--- Your objective ---
"Duration" is the word to look for; copy each line of the listing where it occurs.
BEGIN Material provided
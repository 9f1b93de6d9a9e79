use serde::Serialize;

/// Category of a single diagnostic.
#[derive(Debug, Clone, Copy, PartialEq, Eq, Serialize)]
#[serde(rename_all = "kebab-case")]
pub enum RuleKind {
    GuardMissing,
    OrderViolation,
    FriendMisplaced,
    Unreadable,
}

/// Rule violations are errors; degraded I/O conditions are warnings.
#[derive(Debug, Clone, Copy, PartialEq, Eq, Serialize)]
#[serde(rename_all = "lowercase")]
pub enum Severity {
    Warning,
    Error,
}

/// One finding for one file. Diagnostics carry no location beyond the file
/// itself; the message text is fixed per rule.
#[derive(Debug, Clone, Serialize)]
pub struct Diagnostic {
    pub kind: RuleKind,
    pub severity: Severity,
    pub message: String,
}

impl Diagnostic {
    pub fn error(kind: RuleKind, message: impl Into<String>) -> Self {
        Self {
            kind,
            severity: Severity::Error,
            message: message.into(),
        }
    }

    pub fn warning(kind: RuleKind, message: impl Into<String>) -> Self {
        Self {
            kind,
            severity: Severity::Warning,
            message: message.into(),
        }
    }
}

/// The ordered diagnostics produced for one file. Empty means clean.
/// Built once by the engine and consumed as-is by the renderer.
#[derive(Debug, Clone, Default, Serialize)]
pub struct FileReport {
    pub diagnostics: Vec<Diagnostic>,
}

impl FileReport {
    pub fn push(&mut self, diagnostic: Diagnostic) {
        self.diagnostics.push(diagnostic);
    }

    #[must_use]
    pub fn is_clean(&self) -> bool {
        self.diagnostics.is_empty()
    }

    #[must_use]
    pub fn has_errors(&self) -> bool {
        self.diagnostics
            .iter()
            .any(|d| d.severity == Severity::Error)
    }

    #[must_use]
    pub fn has_warnings(&self) -> bool {
        self.diagnostics
            .iter()
            .any(|d| d.severity == Severity::Warning)
    }

    /// Space-separated concatenation of all messages, in rule order.
    #[must_use]
    pub fn summary(&self) -> String {
        self.diagnostics
            .iter()
            .map(|d| d.message.as_str())
            .collect::<Vec<_>>()
            .join(" ")
    }
}

#[cfg(test)]
#[path = "report_tests.rs"]
mod tests;
#[cfg(test)]
mod tests {
    use super::testing::{provider, ScriptedAdapter, Step};
    use super::*;
    use crate::models::provider::{ContentType, ModelStatus};

    fn request() -> GenerationRequest {
        GenerationRequest::new("chat", ContentType::Text, Map::new())
    }

    #[tokio::test]
    async fn test_first_model_success() {
        let adapter = ScriptedAdapter::new(provider("p", 0, &[("a", 0)]))
            .script("a", vec![Step::Succeed("hello")]);

        let response = adapter.call_api(&request()).await;
        assert!(response.success);
        assert_eq!(response.content, "hello");
        assert_eq!(response.model.as_deref(), Some("a"));
        assert_eq!(response.attempts(), Some(1));
    }

    #[tokio::test]
    async fn test_retry_then_succeed_on_same_model() {
        let adapter = ScriptedAdapter::new(provider("p", 0, &[("a", 0)]))
            .script("a", vec![Step::Status(503, "busy"), Step::Succeed("ok")]);

        let response = adapter.call_api(&request()).await;
        assert!(response.success);
        assert_eq!(response.attempts(), Some(2));
        assert_eq!(adapter.calls("a"), 2);
    }

    #[tokio::test]
    async fn test_rate_limited_model_cools_down() {
        let provider = provider("p", 0, &[("a", 0)]);
        let adapter = ScriptedAdapter::new(provider.clone())
            .script("a", vec![Step::Status(429, "Too Many Requests")]);

        let response = adapter.call_api(&request()).await;
        assert!(!response.success);
        assert_eq!(adapter.calls("a"), 2);
        assert!(response.error.as_deref().unwrap().contains("rate_limited"));
        assert_eq!(response.error_details["error_class"], "rate_limited");

        let model = provider.model("a").unwrap();
        assert_eq!(model.status(), ModelStatus::Cooldown);
        let until = model.cooldown_until().unwrap();
        let window = until - chrono::Utc::now();
        assert!(window > chrono::Duration::minutes(9));
    }

    #[tokio::test]
    async fn test_falls_through_to_next_model() {
        let provider = provider("p", 0, &[("a", 0), ("b", 1)]);
        let adapter = ScriptedAdapter::new(provider.clone())
            .script("a", vec![Step::Status(500, "boom")])
            .script("b", vec![Step::Succeed("from b")]);

        let response = adapter.call_api(&request()).await;
        assert!(response.success);
        assert_eq!(response.model.as_deref(), Some("b"));
        assert_eq!(provider.model("a").unwrap().status(), ModelStatus::Cooldown);
        assert_eq!(provider.model("b").unwrap().error_count(), 0);
    }

    #[tokio::test]
    async fn test_validation_error_is_not_retried_or_cooled() {
        let provider = provider("p", 0, &[("a", 0), ("b", 1)]);
        let adapter = ScriptedAdapter::new(provider.clone())
            .script("a", vec![Step::Invalid("prompt is required")])
            .script("b", vec![Step::Succeed("unused")]);

        let response = adapter.call_api(&request()).await;
        assert!(!response.success);
        assert_eq!(adapter.calls("a"), 1);
        assert_eq!(adapter.calls("b"), 0);
        assert_eq!(provider.model("a").unwrap().status(), ModelStatus::Available);
        assert_eq!(response.error_details["error_class"], "validation_error");
    }

    #[tokio::test]
    async fn test_timeout_counts_as_transient_failure() {
        let provider = provider("p", 0, &[("slow", 0)]);
        let adapter = ScriptedAdapter::new(provider.clone()).script("slow", vec![Step::Hang]);

        let response = adapter.call_api(&request()).await;
        assert!(!response.success);
        assert_eq!(adapter.calls("slow"), 2);
        assert_eq!(response.error_details["error_class"], "transient");
        assert_eq!(provider.model("slow").unwrap().status(), ModelStatus::Cooldown);
    }

    #[tokio::test]
    async fn test_caller_timeout_does_not_cool_down() {
        let provider = provider("p", 0, &[("slow", 0), ("fast", 1)]);
        let adapter = ScriptedAdapter::new(provider.clone())
            .script("slow", vec![Step::Hang])
            .script("fast", vec![Step::Hang]);

        let response = adapter
            .call_api(&request().with_timeout(std::time::Duration::from_millis(1)))
            .await;
        assert!(!response.success);
        assert_eq!(response.error_details["error_class"], "cancelled");
        assert_eq!(adapter.calls("slow"), 2);
        assert_eq!(adapter.calls("fast"), 2);

        let slow = provider.model("slow").unwrap();
        assert!(slow.cooldown_until().is_none());
        assert_eq!(slow.error_count(), 0);
        assert_eq!(provider.available_models().len(), 2);
    }

    #[tokio::test]
    async fn test_longer_caller_timeout_still_cools_down() {
        let provider = provider("p", 0, &[("slow", 0)]);
        let adapter = ScriptedAdapter::new(provider.clone()).script("slow", vec![Step::Hang]);

        let response = adapter
            .call_api(&request().with_timeout(std::time::Duration::from_millis(300)))
            .await;
        assert_eq!(response.error_details["error_class"], "transient");
        assert_eq!(provider.model("slow").unwrap().status(), ModelStatus::Cooldown);
    }

    #[tokio::test]
    async fn test_preferred_model_goes_first() {
        let adapter = ScriptedAdapter::new(provider("p", 0, &[("a", 0), ("b", 1)]))
            .script("a", vec![Step::Succeed("a")])
            .script("b", vec![Step::Succeed("b")]);

        let response = adapter
            .call_api(&request().with_preferred_model("b"))
            .await;
        assert_eq!(response.model.as_deref(), Some("b"));
        assert_eq!(adapter.calls("a"), 0);
    }

    #[tokio::test]
    async fn test_max_retries_override() {
        let adapter = ScriptedAdapter::new(provider("p", 0, &[("a", 0)]))
            .script("a", vec![Step::Status(502, "bad gateway")]);

        let response = adapter.call_api(&request().with_max_retries(4)).await;
        assert!(!response.success);
        assert_eq!(adapter.calls("a"), 4);
        assert_eq!(response.error_details["attempts"], 4);
    }

    #[tokio::test]
    async fn test_empty_content_is_a_failure() {
        let adapter = ScriptedAdapter::new(provider("p", 0, &[("a", 0)]))
            .script("a", vec![Step::Succeed("   ")]);

        let response = adapter.call_api(&request()).await;
        assert!(!response.success);
        assert_eq!(response.error_details["error_class"], "server_error");
    }

    #[tokio::test]
    async fn test_closed_adapter_fails_without_calls() {
        let adapter = ScriptedAdapter::new(provider("p", 0, &[("a", 0)]))
            .script("a", vec![Step::Succeed("x")]);
        adapter.close();

        let response = adapter.call_api(&request()).await;
        assert!(!response.success);
        assert_eq!(adapter.total_calls(), 0);
    }
}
END Material provided
--- Exercise solution ---
        assert!(window > chrono::Duration::minutes(9));
            .call_api(&request().with_timeout(std::time::Duration::from_millis(1)))
            .call_api(&request().with_timeout(std::time::Duration::from_millis(300)))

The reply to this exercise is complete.